Por la calle Jesús Salvador, del barrio Los Maestros, la mayoría de vecinos eran liceístas; otros, escogidistas y aguiluchos. Una tarde, Carlos, muy orgulloso de su equipo, me mostró en el periódico la tabla de posiciones en la que figuraban las Águilas en primera posición. Los Tigres del Licey en segundo y no recuerdo el resto del standing. Él, ahora más que mi padre, insistía en continuar lavándome el cerebro para convertirme en un aguilucho empedernido. Aquel plan le salió mal y terminé fijando mi posición como liceísta. Así las cosas, Licey fue el primer equipo deportivo alguno con el que simpaticé en mi infancia. Pero, de igual manera, el béisbol aún seguía sin motivarme mucho. Yo diría que fue su enfermiza obsesión, ya por venganza, de rivalizar y discutir con un niño inocente a quien el béisbol le importaba poca cosa, lo que terminó destapando mi curiosidad y posterior entusiasmo por ese pasatiempo. De tanto odiar y despotricar al bendito Licey terminó por convertirme en liceísta.

Era un liceísta de la boca para afuera, pero sin conocimientos de béisbol. Ni siquiera me conocía el nombre de los jugadores de mi equipo. Sin embargo, ya empezaba a integrarme con los amiguitos del barrio y jugar pelota con ellos. Carlos se empecinaba en debatir inútilmente conmigo, cuando bien podía discutir con gente conocedora y experta. Para hacer peor el asunto, los Tigres del Licey se titularon campeones en las contiendas 1983-84 y 1984-85, creándole una profunda tristeza el simple hecho de reconocer que la escuadra del niño inocente que no sabía prácticamente nada de béisbol y que no mostraba talento para deporte alguno, terminara llevándose la victoria. Era el colmo de los colmos. Sin embargo, para la estación 1985-86, sus Águilas del Cibao ganaron y pudo ser feliz.

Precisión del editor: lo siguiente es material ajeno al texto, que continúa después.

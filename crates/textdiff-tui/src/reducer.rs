use crate::actions::Action;
use crate::state::AppState;
use textdiff_viewer::DiffEvent;

/// Reducer - produces new state from current state + action
pub fn reduce(mut state: AppState, action: &Action) -> AppState {
    match action {
        Action::GlobalQuit => {
            state.running = false;
        }
        Action::TextDiff(diff_action) => {
            let events = state
                .text_diff
                .handle_action(&mut state.tool_state, diff_action.clone());

            for event in events {
                log::debug!("Event: {:?}", event);
                if event == DiffEvent::Close {
                    // Single view: closing the widget ends the app
                    state.running = false;
                }
            }
        }
        // Translated by middleware
        Action::GlobalKeyPressed(_) | Action::GlobalPaste(_) => {}
    }

    state
}
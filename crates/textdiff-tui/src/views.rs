use crate::state::AppState;
use ratatui::{layout::Rect, Frame};
use textdiff_viewer::{DefaultTheme, FooterHint, Pane, TextDiffView, ToolStateStore};

/// Footer hints for the focused pane
fn footer_hints(focus: Pane) -> Vec<FooterHint> {
    let mut hints = vec![
        FooterHint::new("F5", "Compare"),
        FooterHint::new("Tab", "Focus"),
    ];

    if focus == Pane::Result {
        hints.push(FooterHint::new("Enter", "Toggle"));
        hints.push(FooterHint::new("e/z", "Expand/Collapse all"));
        hints.push(FooterHint::new("q", "Quit"));
    } else {
        hints.push(FooterHint::new("^U", "Clear"));
        hints.push(FooterHint::new("Esc", "Quit"));
    }

    hints
}

/// Render the entire application UI
///
/// Returns the height of the result viewport so the caller can keep the
/// state's scroll calculations in sync with the terminal size.
pub fn render(state: &AppState, area: Rect, f: &mut Frame) -> u16 {
    let theme = DefaultTheme;

    // render_with_state needs &mut; render from a copy
    let mut render_state = state.text_diff.clone();
    TextDiffView::new(state.tool_state.text_diff(), &theme)
        .with_footer_hints(footer_hints(render_state.focus))
        .show_line_numbers(state.config.show_line_numbers)
        .render_with_state(area, f.buffer_mut(), &mut render_state);

    render_state.viewport_height.min(u16::MAX as usize) as u16
}
//! Configuration and file management for textdiff-tui
//!
//! This crate provides:
//! - File path utilities for config and cache files
//! - Configuration file lookup (TOML)
//! - Application configuration (AppConfig)

pub mod app_config;
pub mod config_file;
pub mod error;
pub mod paths;

pub use app_config::{AppConfig, DiffAlgorithmName, MAX_CONTEXT_LINES};
pub use config_file::{find_config_file, load_config_file};
pub use error::ConfigError;
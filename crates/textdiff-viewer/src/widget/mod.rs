//! Widgets for rendering the text diff.

mod diff_result;
mod text_diff_view;
mod text_input;

pub use diff_result::DiffResultWidget;
pub use text_diff_view::{FooterHint, TextDiffView};
pub use text_input::TextInputWidget;
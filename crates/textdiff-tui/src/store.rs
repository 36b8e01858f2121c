use crate::actions::Action;
use crate::dispatcher::Dispatcher;
use crate::middleware::Middleware;
use crate::reducer::reduce;
use crate::state::AppState;
use std::sync::mpsc::{self, Receiver};

/// Store - holds application state and manages the Redux loop
pub struct Store {
    state: AppState,
    middleware: Vec<Box<dyn Middleware>>,
    dispatcher: Dispatcher,
    action_rx: Receiver<Action>,
}

impl Store {
    pub fn new(initial_state: AppState) -> Self {
        let (action_tx, action_rx) = mpsc::channel();
        Self {
            state: initial_state,
            middleware: Vec::new(),
            dispatcher: Dispatcher::new(action_tx),
            action_rx,
        }
    }

    /// Add middleware to the store
    pub fn add_middleware(&mut self, middleware: Box<dyn Middleware>) {
        self.middleware.push(middleware);
    }

    /// Get the current state
    pub fn state(&self) -> &AppState {
        &self.state
    }

    /// Process an action through middleware chain and reducer
    pub fn dispatch(&mut self, action: Action) {
        let mut should_reduce = true;

        // Pass through middleware chain
        for middleware in &mut self.middleware {
            if !middleware.handle(&action, &self.state, &self.dispatcher) {
                should_reduce = false;
                break;
            }
        }

        // If no middleware consumed the action, send to reducer
        if should_reduce {
            let state = std::mem::take(&mut self.state);
            self.state = reduce(state, &action);
        }

        // Process any actions dispatched by middleware
        while let Ok(pending) = self.action_rx.try_recv() {
            self.dispatch(pending);
        }
    }
}

#[cfg(test)]
mod tests {
    use super::*;
    use crate::middleware::{keyboard::KeyboardMiddleware, logging::LoggingMiddleware};
    use ratatui::crossterm::event::{KeyCode, KeyEvent, KeyModifiers};
    use textdiff_viewer::{Pane, TextPair, ToolStateStore};

    fn store() -> Store {
        let mut store = Store::new(AppState::default());
        store.add_middleware(Box::new(LoggingMiddleware::new()));
        store.add_middleware(Box::new(KeyboardMiddleware::new()));
        store
    }

    fn press(store: &mut Store, code: KeyCode) {
        store.dispatch(Action::GlobalKeyPressed(KeyEvent::new(
            code,
            KeyModifiers::NONE,
        )));
    }

    #[test]
    fn test_typing_and_compare() {
        let mut store = store();

        press(&mut store, KeyCode::Char('a'));
        press(&mut store, KeyCode::Tab);
        press(&mut store, KeyCode::Char('b'));
        press(&mut store, KeyCode::F(5));

        let state = store.state();
        assert_eq!(state.tool_state.text_diff(), &TextPair::new("a", "b"));
        assert!(state.text_diff.has_result());
        assert_eq!(state.text_diff.result.change_count(), 2);
    }

    #[test]
    fn test_arrow_up_edits_previous_line() {
        let mut store = store();

        store.dispatch(Action::GlobalPaste("ab\ncd".into()));
        press(&mut store, KeyCode::Up);
        press(&mut store, KeyCode::Char('X'));

        assert_eq!(store.state().tool_state.text_diff().text1, "abX\ncd");
    }

    #[test]
    fn test_paste_goes_to_focused_input() {
        let mut store = store();

        press(&mut store, KeyCode::Tab);
        store.dispatch(Action::GlobalPaste("line 1\r\nline 2".into()));

        assert_eq!(store.state().text_diff.focus, Pane::Modified);
        assert_eq!(store.state().tool_state.text_diff().text2, "line 1\nline 2");
    }

    #[test]
    fn test_toggle_from_result_pane() {
        let mut store = store();
        let original: String = (1..=10).map(|i| format!("{}\n", i)).collect();
        store.dispatch(Action::GlobalPaste(original.clone()));
        press(&mut store, KeyCode::Tab);
        store.dispatch(Action::GlobalPaste(format!("{}11\n", original)));
        press(&mut store, KeyCode::F(5));
        press(&mut store, KeyCode::Tab);
        assert_eq!(store.state().text_diff.focus, Pane::Result);

        // First row is the collapsed leading section
        press(&mut store, KeyCode::Enter);
        assert!(store.state().text_diff.expanded.contains("section-0"));

        press(&mut store, KeyCode::Char('z'));
        assert!(store.state().text_diff.expanded.is_empty());
    }

    #[test]
    fn test_ctrl_c_quits() {
        let mut store = store();
        store.dispatch(Action::GlobalKeyPressed(KeyEvent::new(
            KeyCode::Char('c'),
            KeyModifiers::CONTROL,
        )));
        assert!(!store.state().running);
    }

    #[test]
    fn test_esc_closes() {
        let mut store = store();
        press(&mut store, KeyCode::Esc);
        assert!(!store.state().running);
    }
}
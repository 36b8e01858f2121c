//! Trait for providing theme configuration to the text diff widgets.

use ratatui::style::Color;

/// Provides theme colors for the text diff widgets.
///
/// Implement this trait to integrate the widget with your application's
/// theme system. The theme instance should be injected from the orchestrator.
///
/// # Example
///
/// ```ignore
/// use textdiff_viewer::ThemeProvider;
/// use ratatui::style::Color;
///
/// struct MyAppTheme;
///
/// impl ThemeProvider for MyAppTheme {
///     fn addition_background(&self) -> Color {
///         Color::Rgb(30, 60, 30)
///     }
///
///     fn deletion_background(&self) -> Color {
///         Color::Rgb(60, 30, 30)
///     }
/// }
/// ```
pub trait ThemeProvider: Send + Sync {
    /// Background color for added lines.
    fn addition_background(&self) -> Color;

    /// Background color for removed lines.
    fn deletion_background(&self) -> Color;

    /// Background color for unchanged lines.
    fn context_background(&self) -> Color {
        Color::Reset
    }

    /// Foreground color for line numbers.
    fn line_number_foreground(&self) -> Color {
        Color::DarkGray
    }

    /// Background color for the cursor row in the result.
    fn cursor_background(&self) -> Color {
        Color::Rgb(50, 50, 80)
    }

    /// Foreground color for the cursor row in the result.
    fn cursor_foreground(&self) -> Color {
        Color::White
    }

    /// Foreground color for collapsed/expanded section markers.
    fn section_marker_foreground(&self) -> Color {
        Color::Blue
    }

    /// Background color for section markers.
    fn section_marker_background(&self) -> Color {
        Color::Rgb(40, 40, 40)
    }

    /// Border color of the focused pane.
    fn focused_border(&self) -> Color {
        Color::White
    }

    /// Border color of unfocused panes.
    fn unfocused_border(&self) -> Color {
        Color::DarkGray
    }

    /// Foreground color for input placeholders.
    fn placeholder_foreground(&self) -> Color {
        Color::DarkGray
    }

    /// Background color of the compare control.
    fn button_background(&self) -> Color {
        Color::Rgb(37, 99, 235)
    }

    /// Foreground color of the compare control.
    fn button_foreground(&self) -> Color {
        Color::White
    }

    /// Foreground color for key hints (the key part like "F5").
    fn hint_key_foreground(&self) -> Color {
        Color::Yellow
    }

    /// Foreground color for hint descriptions.
    fn hint_text_foreground(&self) -> Color {
        Color::DarkGray
    }
}

/// Default theme with sensible dark-mode colors.
#[derive(Debug, Clone, Default)]
pub struct DefaultTheme;

impl ThemeProvider for DefaultTheme {
    fn addition_background(&self) -> Color {
        Color::Rgb(30, 60, 30) // dark green
    }

    fn deletion_background(&self) -> Color {
        Color::Rgb(60, 30, 30) // dark red
    }
}

#[cfg(test)]
mod tests {
    use super::*;

    #[test]
    fn test_default_theme() {
        let theme = DefaultTheme;
        assert_eq!(theme.addition_background(), Color::Rgb(30, 60, 30));
        assert_eq!(theme.deletion_background(), Color::Rgb(60, 30, 30));
        assert_eq!(theme.context_background(), Color::Reset);
    }
}
//! Configuration errors.

use std::path::PathBuf;
use thiserror::Error;

/// Errors that can occur when loading the configuration.
#[derive(Debug, Error)]
pub enum ConfigError {
    /// The file is not valid TOML or has fields of the wrong type.
    #[error("Failed to parse config: {0}")]
    Parse(#[from] toml::de::Error),

    /// The file parsed but a value is out of range.
    #[error("Invalid config value for `{field}`: {reason}")]
    Invalid { field: &'static str, reason: String },

    /// The file exists but could not be read.
    #[error("Failed to read {}: {source}", path.display())]
    Io {
        path: PathBuf,
        #[source]
        source: std::io::Error,
    },
}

Fue en esa temporada 1985-86 en que comencé a prestarle atención por radio y televisión a los partidos del béisbol dominicano. A interesarme un poco por el nombre de los jugadores y las estadísticas. Fue realmente en aquella época en que nació mi verdadera pasión por el béisbol. Fue durante esa temporada en que vi a mi equipo, los Tigres, perder un campeonato. Conocí, como aficionado, el significado de la derrota. Aprendí lo que era ser objeto de burlas por parte de los hinchas ganadores, entre los que se encontraba Carlos. ¿Alguien me dijo alguna vez que tendría que estar preparado para ganar y perder?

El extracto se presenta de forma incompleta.